Once I’ve reached the bottom of the third page, I will hoist myself up, put my journal back in my backpack and continue walking along the coastal path to Clovelly Beach. As far as Sydney beaches go, Clovelly is unique in that in addition to a narrow, sandy beach at the end of its long, narrow bay it has twenty-foot-wide, Amalfi-style concrete slabs running along the full length of each of the banks of the bay, which have stairs that lead directly into the ocean just like those at the edge of a swimming pool. While originally built during the Great Depression to give the area’s many unemployed laborers something to do, it now serves to allow visitors to sunbathe and swim without having to deal with the many evils of sand. By the time I reach the path that runs above the edge of the southern concrete bank, there will usually be three men in the ocean: a single man and two male friends. It is always the same man: old, fat, bald and doing butterfly strokes back and forth across the breadth of the bay. It is always a different pair of friends. If I’m lucky, one of them will be fit.
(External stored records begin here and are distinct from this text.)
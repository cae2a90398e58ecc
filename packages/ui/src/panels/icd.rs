use api::models::IcdSuggestion;
use api::{forms, RequestSequencer};
use dioxus::prelude::*;

use crate::notice::{notify, use_notices, NoticeLevel};
use crate::session::{report_api_error, use_client, use_session};
use crate::view_model::icd::{icd_rows, AcceptOutcome, AcceptedCode, AcceptedCodes, IcdRow};

/// ICD-10 coding assistant with the page-local accepted-codes list.
#[component]
pub fn IcdPanel() -> Element {
    let client = use_client();
    let mut session = use_session();
    let mut notices = use_notices();
    let sequencer = use_hook(RequestSequencer::new);
    let mut text = use_signal(String::new);
    let mut threshold = use_signal(String::new);
    let mut suggestions = use_signal(Vec::<IcdSuggestion>::new);
    let mut accepted = use_signal(AcceptedCodes::new);

    let handle_submit = move |evt: FormEvent| {
        evt.prevent_default();
        let client = client.clone();
        let sequencer = sequencer.clone();
        spawn(async move {
            let request = match forms::icd_request(&text(), &threshold()) {
                Ok(request) => request,
                Err(e) => {
                    notify(&mut notices, NoticeLevel::Warning, &e.to_string());
                    return;
                }
            };
            let ticket = sequencer.begin();
            let result = client.suggest_icd10(&request).await;
            if !sequencer.try_apply(ticket) {
                return;
            }
            match result {
                Ok(codes) => {
                    if codes.is_empty() {
                        notify(&mut notices, NoticeLevel::Info, "No ICD-10 codes matched the text");
                    }
                    suggestions.set(codes);
                }
                Err(e) => report_api_error(&mut notices, &mut session, &e, "Could not suggest codes"),
            }
        });
    };

    let rows = icd_rows(&suggestions(), &accepted());
    let accepted_codes = accepted().codes().to_vec();

    rsx! {
        section {
            class: "panel",
            h3 { "ICD-10 suggestions" }
            form {
                onsubmit: handle_submit,
                textarea {
                    rows: "4",
                    placeholder: "Clinical narrative",
                    value: text(),
                    oninput: move |evt: FormEvent| text.set(evt.value()),
                }
                input {
                    r#type: "number",
                    step: "0.05",
                    min: "0",
                    max: "1",
                    placeholder: "Review threshold (optional)",
                    value: threshold(),
                    oninput: move |evt: FormEvent| threshold.set(evt.value()),
                }
                button { class: "btn btn-primary", r#type: "submit", "Suggest codes" }
            }
            ul {
                class: "icd-list",
                for row in rows.into_iter() {
                    IcdRowItem { key: "{row.code}", row: row.clone(), accepted }
                }
            }
            if !accepted_codes.is_empty() {
                div {
                    class: "accepted-codes",
                    h4 { "Accepted codes" }
                    ul {
                        for code in accepted_codes.into_iter() {
                            AcceptedCodeItem { key: "{code.code}", code: code.clone(), accepted }
                        }
                    }
                }
            }
        }
    }
}

#[component]
fn IcdRowItem(row: IcdRow, accepted: Signal<AcceptedCodes>) -> Element {
    let mut notices = use_notices();
    let code = row.code.clone();
    let label = row.label.clone();

    rsx! {
        li {
            class: if row.needs_review { "icd-row needs-review" } else { "icd-row" },
            span { class: "icd-code", "{row.code}" }
            span { " {row.label}" }
            if let Some(confidence) = row.confidence.as_ref() {
                span { class: "icd-confidence", " {confidence}" }
            }
            if row.needs_review {
                span { class: "badge badge-warning", "Review" }
            }
            button {
                class: "btn btn-small",
                disabled: row.accepted,
                onclick: move |_| {
                    let outcome = accepted.write().accept(&code, &label);
                    let level = match outcome {
                        AcceptOutcome::Added => NoticeLevel::Success,
                        AcceptOutcome::AlreadyAccepted => NoticeLevel::Info,
                    };
                    notify(&mut notices, level, &outcome.message(&code));
                },
                if row.accepted { "Accepted" } else { "Accept" }
            }
        }
    }
}

#[component]
fn AcceptedCodeItem(code: AcceptedCode, accepted: Signal<AcceptedCodes>) -> Element {
    let removed = code.code.clone();

    rsx! {
        li {
            "{code.code} {code.label} "
            button {
                class: "btn btn-small",
                onclick: move |_| accepted.write().remove(&removed),
                "Remove"
            }
        }
    }
}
So uplifted was I by the Céline-led soundtrack to the sunrise on my first morning out of the Randwick cave that I decided at this point to strip down to my underwear and give myself a spontaneous mikvah. Although I scraped my knee on a rock in the shallows, the water was pleasantly warm and the experience rejuvenating. For the next week, I continued having an ocean swim every morning. But then, I gave up on trying to fool myself that I was the kind of person who enjoys morning ocean swims when it is any less than 70 degrees in the water and 80 degrees outside (which it very rarely is at 6.30 am in Sydney), and so now I will just stand against the railing of the promenade for a few moments, creepily watching the real men in the ocean, before moving on.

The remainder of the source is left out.